//! Cache lookup benchmarks.

use criterion::{black_box, criterion_group, criterion_main, Criterion};
use depot_test_utils::scenario_cache;

fn bench_get_packages_by_name(c: &mut Criterion) {
    let (cache, ids) = scenario_cache();
    let name = cache.package(ids.foo_1_0).unwrap().name().to_string();

    c.bench_function("cache/get_packages_by_name", |b| {
        b.iter(|| {
            let hits: Vec<_> = cache.get_packages(Some(black_box(&name))).collect();
            black_box(hits.len())
        });
    });
}

fn bench_get_packages_all(c: &mut Criterion) {
    let (cache, _ids) = scenario_cache();

    c.bench_function("cache/get_packages_all", |b| {
        b.iter(|| {
            let hits: Vec<_> = cache.get_packages(None).collect();
            black_box(hits.len())
        });
    });
}

fn bench_who_requires(c: &mut Criterion) {
    let (cache, _ids) = scenario_cache();

    c.bench_function("cache/get_requires_by_name", |b| {
        b.iter(|| {
            let hits: Vec<_> = cache.get_requires(Some("libcommon")).collect();
            black_box(hits.len())
        });
    });
}

criterion_group!(benches, bench_get_packages_by_name, bench_get_packages_all, bench_who_requires);
criterion_main!(benches);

• EXERCISE INSTRUCTIONS:
Copy out every line above where "Some" is present.

• EXERCISE RESPONSE:
            let hits: Vec<_> = cache.get_packages(Some(black_box(&name))).collect();
            let hits: Vec<_> = cache.get_requires(Some("libcommon")).collect();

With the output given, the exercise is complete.